The upper wall 1110 and the lower wall 1130 may be provided in a disc shape.

The sidewall 1120 is provided with a passage 1140 through which the substrate S is carried in or taken out. The passage 1140 is provided with a door 1150 that opens and closes the passage 1140. The door 1150 may move in a direction perpendicular to the longitudinal direction of the passage 1140 by the operation of the elevator 1160 coupled to the door 1150 to open and close the passage 1140.

The support unit 1200 is disposed in the process chamber 1100. The support unit 1200 includes a support plate 1210 and a rotation driving member 1220. The substrate S is seated on the support plate 1210, and the rotation driving member 1220 rotates the support plate 1210.

2 is a plan view of the support unit 1200 of FIG. 1.

The support plate 1210 may be provided in a disc shape. The support plate 1210 may be provided of a material having high electrical conductivity. For example, the material of the support plate 1210 may be graphite.

A plurality of holder grooves 1211 are formed along the circumference of the edge region of the upper surface of the support plate 1210. Each holder groove 1211 may be located on the same circumference from the center of the support plate 1210.

In this embodiment, the support plate 1210 is shown as having six holder grooves 1211 at intervals of 60 degrees, the number of holder grooves 1211 is the size of the support plate 1210, the size of the substrate and the holder groove ( 1211), depending on the arrangement. In addition, the arrangement or shape of the holder groove 1211 may be different from the above-described example.

The holder 1212 is inserted into the holder groove 1211. The substrate S is mounted on the holder 1212. One or more substrates may be seated in one holder. The holder 1212 may have an outer diameter smaller than the diameter of the holder groove 1211 and an inner diameter larger than the diameter of the substrate S. The holder 1212 may have a cylindrical shape with an open top. The holder 1212 may be provided of a material having high electrical conductivity. For example, the material of the holder 1212 may be graphite.

The holder 1212 rotates about the magnetic center axis by the principle of the gas bearing. The lower surface of the holder groove 1211 is provided with a spiral rotating groove 1213. The rotary groove 1213 is supplied with a rotating gas from a gas supply member (not shown). The supplied rotating gas flows along the rotating groove 1213 and transmits a rotating force to the lower surface of the hold to rotate the holder 1212. The substrate S rotates in accordance with the rotation of the holder 1212. The rotating gas is exhausted through the space between the holder 1212 and the holder groove 1211.

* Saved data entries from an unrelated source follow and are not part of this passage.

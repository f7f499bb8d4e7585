//! HTTP API: presigned upload URLs and status polling.

use crate::config::ApiConfig;
use crate::metadata_store::{MetadataStore, RecordQuery};
use crate::model::{ImageRecord, ImageStatus};
use crate::object_store::ObjectStore;
use anyhow::{Context, Result};
use axum::{
    extract::{Path, Query, State},
    http::StatusCode,
    response::IntoResponse,
    routing::get,
    Json, Router,
};
use chrono::{DateTime, Utc};
use serde::{Deserialize, Serialize};
use std::sync::Arc;
use std::time::Duration;
use tokio_util::sync::CancellationToken;
use tower_http::cors::{Any, CorsLayer};
use tower_http::trace::TraceLayer;
use tracing::{error, info, instrument};
use uuid::Uuid;

const MAX_LIST_LIMIT: i64 = 500;

/// Application state shared across handlers
#[derive(Clone)]
pub struct AppState {
    pub records: Arc<dyn MetadataStore>,
    pub objects: Arc<dyn ObjectStore>,
    pub upload_bucket: String,
    /// Key prefix for new uploads, e.g. `uploads/`
    pub upload_prefix: String,
    pub upload_url_expiry: Duration,
}

#[derive(Debug, Serialize, Deserialize)]
#[serde(rename_all = "camelCase")]
pub struct UploadUrlResponse {
    pub upload_url: String,
    pub key: String,
    pub expires_at: DateTime<Utc>,
}

#[derive(Debug, Deserialize)]
pub struct ImageListQuery {
    pub status: Option<String>,
    /// Upload time lower bound (RFC 3339)
    pub start: Option<DateTime<Utc>>,
    /// Upload time upper bound (RFC 3339)
    pub end: Option<DateTime<Utc>>,
    #[serde(default = "default_limit")]
    pub limit: i64,
}

fn default_limit() -> i64 {
    50
}

#[derive(Debug, Serialize, Deserialize)]
pub struct ImageListResponse {
    pub images: Vec<ImageRecord>,
    pub count: usize,
}

/// Error response
#[derive(Debug, Serialize, Deserialize)]
pub struct ErrorResponse {
    pub error: String,
    pub code: String,
}

type ApiError = (StatusCode, Json<ErrorResponse>);

fn api_error(status: StatusCode, error: impl Into<String>, code: &str) -> ApiError {
    (
        status,
        Json(ErrorResponse {
            error: error.into(),
            code: code.to_string(),
        }),
    )
}

/// Create the API router
pub fn create_router(state: AppState, config: &ApiConfig) -> Router {
    let cors = if config.cors_enabled {
        if config.cors_origins.is_empty() {
            CorsLayer::new()
                .allow_origin(Any)
                .allow_methods(Any)
                .allow_headers(Any)
        } else {
            let origins: Vec<_> = config
                .cors_origins
                .iter()
                .filter_map(|o| o.parse().ok())
                .collect();
            CorsLayer::new()
                .allow_origin(origins)
                .allow_methods(Any)
                .allow_headers(Any)
        }
    } else {
        CorsLayer::new()
    };

    Router::new()
        .route("/health", get(health_check))
        .route("/ready", get(readiness_check))
        .route("/api/v1/upload-url", get(get_upload_url))
        .route("/api/v1/images", get(list_images))
        .route("/api/v1/images/*image_key", get(get_image))
        .layer(TraceLayer::new_for_http())
        .layer(cors)
        .with_state(state)
}

async fn health_check() -> impl IntoResponse {
    Json(serde_json::json!({
        "status": "healthy",
        "service": "prism-processor"
    }))
}

async fn readiness_check(State(state): State<AppState>) -> impl IntoResponse {
    match state.records.ping().await {
        Ok(()) => (
            StatusCode::OK,
            Json(serde_json::json!({
                "status": "ready",
                "database": "connected"
            })),
        ),
        Err(e) => (
            StatusCode::SERVICE_UNAVAILABLE,
            Json(serde_json::json!({
                "status": "not_ready",
                "database": "disconnected",
                "error": e.to_string()
            })),
        ),
    }
}

/// Presigned PUT URL for a fresh upload key
#[instrument(skip(state))]
async fn get_upload_url(State(state): State<AppState>) -> Result<Json<UploadUrlResponse>, ApiError> {
    let key = format!("{}{}.jpg", state.upload_prefix, Uuid::new_v4());

    let upload_url = state
        .objects
        .presign_put(&state.upload_bucket, &key, "image/jpeg", state.upload_url_expiry)
        .await
        .map_err(|e| {
            error!(error = %e, key = %key, "Failed to generate upload URL");
            api_error(
                StatusCode::INTERNAL_SERVER_ERROR,
                "Failed to generate upload URL",
                "PRESIGN_ERROR",
            )
        })?;

    let expires_at = Utc::now()
        + chrono::Duration::from_std(state.upload_url_expiry).unwrap_or_else(|_| chrono::Duration::zero());

    Ok(Json(UploadUrlResponse {
        upload_url,
        key,
        expires_at,
    }))
}

/// Full record for one image
#[instrument(skip(state))]
async fn get_image(
    State(state): State<AppState>,
    Path(image_key): Path<String>,
) -> Result<Json<ImageRecord>, ApiError> {
    let image_key = image_key.trim_start_matches('/');

    let record = state.records.get(image_key).await.map_err(|e| {
        error!(error = %e, image_key = %image_key, "Failed to get image record");
        api_error(
            StatusCode::INTERNAL_SERVER_ERROR,
            "Failed to get image record",
            "QUERY_ERROR",
        )
    })?;

    record.map(Json).ok_or_else(|| {
        api_error(
            StatusCode::NOT_FOUND,
            format!("Image not found: {image_key}"),
            "NOT_FOUND",
        )
    })
}

/// Records filtered by status and upload time, newest first
#[instrument(skip(state))]
async fn list_images(
    State(state): State<AppState>,
    Query(params): Query<ImageListQuery>,
) -> Result<Json<ImageListResponse>, ApiError> {
    let status = params
        .status
        .as_deref()
        .map(str::parse::<ImageStatus>)
        .transpose()
        .map_err(|e| api_error(StatusCode::BAD_REQUEST, e.to_string(), "INVALID_STATUS"))?;

    if let (Some(start), Some(end)) = (params.start, params.end) {
        if start > end {
            return Err(api_error(
                StatusCode::BAD_REQUEST,
                "start must not be after end",
                "INVALID_RANGE",
            ));
        }
    }

    let query = RecordQuery {
        status,
        start: params.start,
        end: params.end,
        limit: params.limit.clamp(1, MAX_LIST_LIMIT),
    };

    let images = state.records.query(&query).await.map_err(|e| {
        error!(error = %e, "Failed to query image records");
        api_error(
            StatusCode::INTERNAL_SERVER_ERROR,
            "Failed to query image records",
            "QUERY_ERROR",
        )
    })?;

    Ok(Json(ImageListResponse {
        count: images.len(),
        images,
    }))
}

/// Serve the API until `shutdown` fires
pub async fn start_api_server(state: AppState, config: &ApiConfig, shutdown: CancellationToken) -> Result<()> {
    let router = create_router(state, config);
    let addr = format!("{}:{}", config.host, config.port);

    info!(address = %addr, "Starting API server");

    let listener = tokio::net::TcpListener::bind(&addr)
        .await
        .context("Failed to bind to address")?;

    axum::serve(listener, router)
        .with_graceful_shutdown(async move { shutdown.cancelled().await })
        .await
        .context("API server error")?;

    Ok(())
}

The rotation driving member 1220 rotates the support plate 1210. The rotation driving member 1220 includes a rotation shaft and a motor 1222. The drive shaft 1221 may be inserted to penetrate the lower wall 1130 of the process chamber 1100. The driving shaft 1221 has an upper end coupled to a lower surface of the support plate 1210, and a lower end coupled to the motor 1222. The drive shaft 1221 can be rotated or lifted by the motor 1222. When the drive shaft 1221 is rotated or lifted by the motor 1222, the support plate 1210 is rotated or lifted by the drive shaft 1221.

The heating unit 1300 heats the substrate S mounted on the support plate 1210. The heating unit 1300 may be disposed below the support plate 1210 or inside the support plate 1210. As the heating unit 1300, for example, a high frequency heating means such as a radio frequency (RF) coil may be used. The RF coil is disposed to surround the drive shaft 1221 and receives power from the outside to induce and heat the support plate 1210, and heat the substrate S to a process temperature through the holder 1212 of the support plate 1210. Can be.

The nozzle unit 1400 is spaced apart from the upper portion of the central region of the support plate 1210 and injects gas into the process chamber 1100. The nozzle unit 1400 includes a nozzle body 1410, a first nozzle 1450, and a second nozzle 1460. The first nozzle 1450 injects a process gas and the second nozzle 1460 injects a blocking gas.

In this case, a gas in which a metal organic compound and a hydrogen compound are mixed may be used as the process gas. The component of the metal organic compound may be aluminum (Al), gallium (Ga), indium (In), and the like, and the component of the hydrogen compound may be arsene, phosphine, ammonia, or the like. The first nozzle 1450 may inject the process gas together with the carrier gas to assist in the injection of the process gas. The component of the carrier gas may be hydrogen (H ₂ ), nitrogen (N ₂ ), or the like. As the blocking gas, an inert gas such as helium (He), argon (Ne), or a gas having a component similar to a carrier gas may be used.

The exhaust unit 1500 may include an exhaust line 1510, an exhaust pump 1520, and an exhaust valve 1530. One end of the exhaust line 1510 is connected to an exhaust hole 1170 formed in the process chamber 1100, and the other end thereof is connected to the exhaust pump 1520.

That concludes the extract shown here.